Masalah ketidakcocokan teknologi, berakar karena pencuri tidak memiliki berbagai rahasia dan modal manusia yang terkait dengan pembuatan dan perakitan sistem. Paling tidak, ketiadaan ini dapat membuat replikasi sistem asing menjadi proses yang mahal dan memakan waktu, karena pencuri perlu mengembangkan prosedur pembuatan dari awal.
Paling buruk, cara ini dapat menyebabkan komponen yang kurang berkualitas yang mengurangi kemampuan dan keandalan sistem. Upaya China untuk merekayasa balik mesin jet Rusia selama tahun 1990-an dan 2000-an selalu menghasilkan mesin dengan rentang hidup yang sangat singkat, dan tak sekuat mesin asli Rusia.
Bahkan saat ini, mesin jet tetap menjadi kendala bagi modernisasi tempur Angkatan Udara China, dengan purwarupa jet tempur generasi ke-5 awal khususnya kurang bertenaga. Masalah lain Rusia lebih waspada memasok mesin lebih kuat daripada AL-31 yang digunakan untuk kekuatan Su-27-nya.
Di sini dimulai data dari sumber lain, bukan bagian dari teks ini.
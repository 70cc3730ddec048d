//! Axum server setup
//!
//! Server skeleton with:
//! - Localhost-only CORS by default
//! - Tracing middleware
//! - Graceful shutdown on SIGTERM/Ctrl+C

use std::net::SocketAddr;
use std::sync::Arc;
use std::time::Duration;

use axum::http::{HeaderValue, StatusCode};
use axum::Router;
use tokio::net::TcpListener;
use tower_http::cors::{Any, CorsLayer};
use tower_http::timeout::TimeoutLayer;
use tower_http::trace::TraceLayer;

use super::routes;
use crate::service::RecordService;

/// Server configuration
#[derive(Debug, Clone)]
pub struct ServerConfig {
    /// Address to bind to (default: 127.0.0.1:8000)
    pub bind_addr: SocketAddr,

    /// Allow permissive CORS (default: false = localhost only)
    ///
    /// WARNING: Setting this to true allows any origin.
    pub cors_permissive: bool,

    /// Upper bound on a whole request; answered with 408 when exceeded
    pub request_timeout: Duration,
}

impl Default for ServerConfig {
    fn default() -> Self {
        Self {
            bind_addr: SocketAddr::from(([127, 0, 0, 1], 8000)),
            cors_permissive: false,
            request_timeout: Duration::from_secs(15),
        }
    }
}

/// Shared application state
pub struct AppState {
    pub service: RecordService,
    /// Backing store name reported by /health
    pub store_kind: &'static str,
}

impl AppState {
    pub fn new(service: RecordService, store_kind: &'static str) -> Self {
        Self {
            service,
            store_kind,
        }
    }
}

/// Build the application router with all routes and middleware.
pub fn build_router(state: AppState, config: &ServerConfig) -> Router {
    let cors = if config.cors_permissive {
        tracing::warn!("CORS: Permissive mode enabled - all origins allowed");
        CorsLayer::permissive()
    } else {
        CorsLayer::new()
            .allow_origin([
                HeaderValue::from_static("http://localhost:8000"),
                HeaderValue::from_static("http://127.0.0.1:8000"),
            ])
            .allow_methods(Any)
            .allow_headers(Any)
    };

    Router::new()
        .merge(routes::health::router())
        .merge(routes::customers::router())
        .layer(cors)
        .layer(TimeoutLayer::with_status_code(
            StatusCode::REQUEST_TIMEOUT,
            config.request_timeout,
        ))
        .layer(TraceLayer::new_for_http())
        .with_state(Arc::new(state))
}

/// Run the HTTP server until a shutdown signal arrives.
///
/// # Example
///
/// ```ignore
/// let store = PgCustomerStore::new(create_pool(&store_config), store_config.query_timeout);
/// let state = AppState::new(RecordService::new(Arc::new(store)), "postgres");
/// run_server(state, ServerConfig::default()).await?;
/// ```
pub async fn run_server(state: AppState, config: ServerConfig) -> Result<(), ServerError> {
    let app = build_router(state, &config);

    let listener = TcpListener::bind(config.bind_addr).await?;
    tracing::info!("Server listening on {}", config.bind_addr);

    axum::serve(listener, app)
        .with_graceful_shutdown(shutdown_signal())
        .await?;

    tracing::info!("Server shutdown complete");
    Ok(())
}

/// Wait for shutdown signal (Ctrl+C or SIGTERM).
async fn shutdown_signal() {
    let ctrl_c = async {
        if let Err(e) = tokio::signal::ctrl_c().await {
            tracing::error!(error = %e, "failed to install Ctrl+C handler");
            std::future::pending::<()>().await;
        }
    };

    #[cfg(unix)]
    let terminate = async {
        match tokio::signal::unix::signal(tokio::signal::unix::SignalKind::terminate()) {
            Ok(mut sigterm) => {
                sigterm.recv().await;
            }
            Err(e) => {
                tracing::error!(error = %e, "failed to install SIGTERM handler");
                std::future::pending::<()>().await;
            }
        }
    };

    #[cfg(not(unix))]
    let terminate = std::future::pending::<()>();

    tokio::select! {
        _ = ctrl_c => {
            tracing::info!("Received Ctrl+C, starting shutdown");
        }
        _ = terminate => {
            tracing::info!("Received SIGTERM, starting shutdown");
        }
    }
}

/// Server error type
#[derive(Debug, thiserror::Error)]
pub enum ServerError {
    #[error("IO error: {0}")]
    Io(#[from] std::io::Error),
}

#[cfg(test)]
mod tests {
    use super::*;
    use crate::db::{CustomerStore, DbError, MemoryCustomerStore};
    use crate::models::{Customer, NewCustomer};
    use async_trait::async_trait;
    use axum::body::{to_bytes, Body};
    use axum::http::Request;
    use serde_json::{json, Value};
    use tower::ServiceExt;

    fn app() -> Router {
        let service = RecordService::new(Arc::new(MemoryCustomerStore::new()));
        build_router(AppState::new(service, "memory"), &ServerConfig::default())
    }

    fn post_json(uri: &str, body: &str) -> Request<Body> {
        Request::builder()
            .method("POST")
            .uri(uri)
            .header("content-type", "application/json")
            .body(Body::from(body.to_owned()))
            .unwrap()
    }

    fn get(uri: &str) -> Request<Body> {
        Request::builder().uri(uri).body(Body::empty()).unwrap()
    }

    async fn json_body(response: axum::response::Response) -> Value {
        let bytes = to_bytes(response.into_body(), usize::MAX).await.unwrap();
        serde_json::from_slice(&bytes).unwrap()
    }

    #[test]
    fn default_config() {
        let config = ServerConfig::default();
        assert_eq!(config.bind_addr.port(), 8000);
        assert!(!config.cors_permissive);
    }

    #[tokio::test]
    async fn health_endpoint() {
        let response = app().oneshot(get("/health")).await.unwrap();
        assert_eq!(response.status(), StatusCode::OK);

        let body = json_body(response).await;
        assert_eq!(body["status"], "ok");
        assert_eq!(body["store"], "memory");
    }

    #[tokio::test]
    async fn create_then_list_scenario() {
        let app = app();

        let response = app
            .clone()
            .oneshot(post_json(
                "/customers/",
                r#"{"name":"John Doe","email":"john@example.com"}"#,
            ))
            .await
            .unwrap();
        assert_eq!(response.status(), StatusCode::OK);
        assert_eq!(
            json_body(response).await,
            json!({"message": "Customer created", "name": "John Doe"})
        );

        let response = app.oneshot(get("/customers/")).await.unwrap();
        assert_eq!(response.status(), StatusCode::OK);
        assert_eq!(
            json_body(response).await,
            json!([{"name": "John Doe", "email": "john@example.com"}])
        );
    }

    #[tokio::test]
    async fn empty_list_is_an_empty_array() {
        let response = app().oneshot(get("/customers/")).await.unwrap();
        assert_eq!(response.status(), StatusCode::OK);
        assert_eq!(json_body(response).await, json!([]));
    }

    #[tokio::test]
    async fn path_without_trailing_slash() {
        let app = app();

        let response = app
            .clone()
            .oneshot(post_json("/customers", r#"{"name":"Ada","email":"ada@example.com"}"#))
            .await
            .unwrap();
        assert_eq!(response.status(), StatusCode::OK);

        let response = app.oneshot(get("/customers")).await.unwrap();
        assert_eq!(json_body(response).await.as_array().unwrap().len(), 1);
    }

    #[tokio::test]
    async fn empty_name_is_rejected_without_write() {
        let app = app();

        let response = app
            .clone()
            .oneshot(post_json("/customers/", r#"{"name":"","email":"john@example.com"}"#))
            .await
            .unwrap();
        assert_eq!(response.status(), StatusCode::BAD_REQUEST);
        assert_eq!(json_body(response).await["error"], "validation_error");

        let response = app.oneshot(get("/customers/")).await.unwrap();
        assert_eq!(json_body(response).await, json!([]));
    }

    #[tokio::test]
    async fn nul_in_name_is_a_validation_error() {
        let app = app();

        let response = app
            .clone()
            .oneshot(post_json(
                "/customers/",
                r#"{"name":"A\u0000B","email":"a@example.com"}"#,
            ))
            .await
            .unwrap();
        assert_eq!(response.status(), StatusCode::BAD_REQUEST);

        let body = json_body(response).await;
        assert_eq!(body["error"], "validation_error");
        assert_eq!(body["message"], "name: must not contain control characters");

        let response = app.oneshot(get("/customers/")).await.unwrap();
        assert_eq!(json_body(response).await, json!([]));
    }

    #[tokio::test]
    async fn missing_email_is_rejected() {
        let response = app()
            .oneshot(post_json("/customers/", r#"{"name":"John Doe"}"#))
            .await
            .unwrap();
        assert_eq!(response.status(), StatusCode::BAD_REQUEST);

        let body = json_body(response).await;
        assert_eq!(body["message"], "email cannot be empty");
    }

    #[tokio::test]
    async fn malformed_body_is_a_validation_error() {
        let response = app()
            .oneshot(post_json("/customers/", "{not json"))
            .await
            .unwrap();
        assert_eq!(response.status(), StatusCode::BAD_REQUEST);
        assert_eq!(json_body(response).await["error"], "validation_error");
    }

    #[tokio::test]
    async fn list_preserves_insertion_order() {
        let app = app();
        for (name, email) in [("Zed", "z@example.com"), ("Amy", "a@example.com"), ("Max", "m@example.com")] {
            let body = json!({"name": name, "email": email}).to_string();
            let response = app.clone().oneshot(post_json("/customers/", &body)).await.unwrap();
            assert_eq!(response.status(), StatusCode::OK);
        }

        let response = app.oneshot(get("/customers/")).await.unwrap();
        let body = json_body(response).await;
        let names: Vec<_> = body
            .as_array()
            .unwrap()
            .iter()
            .map(|c| c["name"].as_str().unwrap().to_owned())
            .collect();
        assert_eq!(names, ["Zed", "Amy", "Max"]);
    }

    /// Store that never answers within a request
    struct StalledStore;

    #[async_trait]
    impl CustomerStore for StalledStore {
        async fn insert(&self, _customer: &NewCustomer) -> Result<(), DbError> {
            tokio::time::sleep(Duration::from_secs(3600)).await;
            Ok(())
        }

        async fn list_all(&self) -> Result<Vec<Customer>, DbError> {
            tokio::time::sleep(Duration::from_secs(3600)).await;
            Ok(Vec::new())
        }
    }

    #[tokio::test(start_paused = true)]
    async fn slow_request_answers_408() {
        let config = ServerConfig {
            request_timeout: Duration::from_secs(2),
            ..ServerConfig::default()
        };
        let service = RecordService::new(Arc::new(StalledStore));
        let app = build_router(AppState::new(service, "stalled"), &config);

        let response = app.oneshot(get("/customers/")).await.unwrap();
        assert_eq!(response.status(), StatusCode::REQUEST_TIMEOUT);
    }
}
Namun, China memiliki beberapa jalan untuk mengatasi hal ini.
Opsi yang paling jelas adalah membangun mesin asli yang lebih baik. Pada tahun 2016, Rencana Lima Tahun ke-13 China untuk Pembangunan Nasional Strategis Industri menekankan pentingnya meningkatkan kinerja desain mesin jet dalam negeri dan pengembangan lebih lanjut dari industri kedirgantaraan.
Tampaknya ada beberapa keberhasilan, karena J-20 terbaru didukung oleh mesin WS-10 yang ditingkatkan yang konon lebih siluman dan lebih kuat daripada AL-31. Namun, kurangnya informasi publik mengenai program mesin asli China membuat kualitas mereka sulit untuk dipastikan.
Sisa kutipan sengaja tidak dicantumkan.